Your objective: Filter the material, keeping only lines with the word "code".

---- Data shown

//! Scripted transport and manual clock for the client tests.

use std::cell::{Cell, RefCell};
use std::rc::Rc;

use async_trait::async_trait;
use serde_json::Value;

use crate::cache::Clock;
use crate::transport::{HttpRequest, HttpResponse, Transport, TransportError};

type Handler = Box<dyn FnMut(&HttpRequest) -> Result<HttpResponse, TransportError>>;

/// Answers every request through a closure and records what was sent
#[derive(Clone)]
pub struct MockTransport {
    handler: Rc<RefCell<Handler>>,
    sent: Rc<RefCell<Vec<HttpRequest>>>,
}

impl MockTransport {
    pub fn new<F>(handler: F) -> Self
    where
        F: FnMut(&HttpRequest) -> Result<HttpResponse, TransportError> + 'static,
    {
        Self {
            handler: Rc::new(RefCell::new(Box::new(handler))),
            sent: Rc::new(RefCell::new(Vec::new())),
        }
    }

    pub fn sent(&self) -> Vec<HttpRequest> {
        self.sent.borrow().clone()
    }

    pub fn urls(&self) -> Vec<String> {
        self.sent.borrow().iter().map(|r| r.url.clone()).collect()
    }

    pub fn count(&self) -> usize {
        self.sent.borrow().len()
    }
}

#[async_trait(?Send)]
impl Transport for MockTransport {
    async fn send(&self, request: HttpRequest) -> Result<HttpResponse, TransportError> {
        self.sent.borrow_mut().push(request.clone());
        (self.handler.borrow_mut())(&request)
    }
}

#[derive(Clone, Default)]
pub struct ManualClock(Rc<Cell<i64>>);

impl ManualClock {
    pub fn advance(&self, ms: i64) {
        self.0.set(self.0.get() + ms);
    }
}

impl Clock for ManualClock {
    fn now_ms(&self) -> i64 {
        self.0.get()
    }
}

pub fn ok(data: Value) -> Result<HttpResponse, TransportError> {
    Ok(HttpResponse::new(
        200,
        serde_json::json!({ "success": true, "data": data }).to_string(),
    ))
}

pub fn ack(id_key: &str, id: i64) -> Result<HttpResponse, TransportError> {
    Ok(HttpResponse::new(
        201,
        serde_json::json!({ "success": true, "message": "done", id_key: id }).to_string(),
    ))
}

pub fn status(code: u16, body: Value) -> Result<HttpResponse, TransportError> {
    Ok(HttpResponse::new(code, body.to_string()))
}
use std::rc::Rc;

use shared::{Column, SortDirection, SortState, SortValue, StockAlert};
use yew::prelude::*;

use super::DataTable;

pub fn low_stock_columns() -> Vec<Column<StockAlert>> {
    vec![
        Column::text("product_name", "Product", |s: &StockAlert| s.product_name.as_deref()),
        Column::text("category_name", "Category", |s: &StockAlert| s.category_name.as_deref()),
        Column::numeric("quantity", "Current Stock", |s: &StockAlert| Some(s.quantity as f64)),
        Column::numeric("reorder_level", "Reorder Level", |s: &StockAlert| Some(s.reorder_level as f64)),
        Column::derived("status", "Status", |s: &StockAlert| {
            Some(SortValue::Text(s.status_label().to_string()))
        }),
    ]
}

#[derive(Properties, PartialEq)]
pub struct LowStockTableProps {
    pub items: Vec<StockAlert>,
    #[prop_or(AttrValue::from("No low stock items at the moment"))]
    pub empty_message: AttrValue,
}

#[function_component(LowStockTable)]
pub fn low_stock_table(props: &LowStockTableProps) -> Html {
    let columns = use_memo((), |_| low_stock_columns());
    let any_out_of_stock = props.items.iter().any(StockAlert::is_out_of_stock);

    let render_row = Callback::from(|item: StockAlert| {
        let badge = if item.is_out_of_stock() { "badge danger" } else { "badge warning" };
        html! {
            <>
                <td>{item.product_name.clone().unwrap_or_else(|| "Unknown".to_string())}</td>
                <td>{item.category_name.clone().unwrap_or_else(|| "N/A".to_string())}</td>
                <td>{item.quantity}</td>
                <td>{item.reorder_level}</td>
                <td><span class={badge}>{item.status_label()}</span></td>
            </>
        }
    });

    html! {
        <>
            {if any_out_of_stock {
                html! {
                    <div class="alert error">
                        <strong>{"Warning:"}</strong>
                        {" Some products are out of stock. Consider placing a purchase order immediately."}
                    </div>
                }
            } else { html! {} }}
            <DataTable<StockAlert>
                rows={props.items.clone()}
                columns={Rc::clone(&columns)}
                {render_row}
                empty_message={props.empty_message.clone()}
                initial_sort={SortState::new("quantity", SortDirection::Asc)}
            />
        </>
    }
}

#[cfg(test)]
mod tests {
    use super::*;
    use shared::sort::sort_rows;

    fn alert(name: &str, quantity: i64) -> StockAlert {
        StockAlert {
            product_id: None,
            product_name: Some(name.to_string()),
            category_name: None,
            quantity,
            reorder_level: 5,
        }
    }

    #[test]
    fn test_status_column_groups_out_of_stock_rows() {
        let rows = vec![alert("a", 3), alert("b", 0), alert("c", 1)];
        let sorted = sort_rows(&rows, &low_stock_columns(), "status", SortDirection::Asc);
        let names: Vec<_> = sorted.into_iter().filter_map(|s| s.product_name).collect();
        // "low stock" < "out of stock"; ties keep their input order
        assert_eq!(names, vec!["a", "c", "b"]);
    }
}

--------

Answer space:
pub fn status(code: u16, body: Value) -> Result<HttpResponse, TransportError> {
    Ok(HttpResponse::new(code, body.to_string()))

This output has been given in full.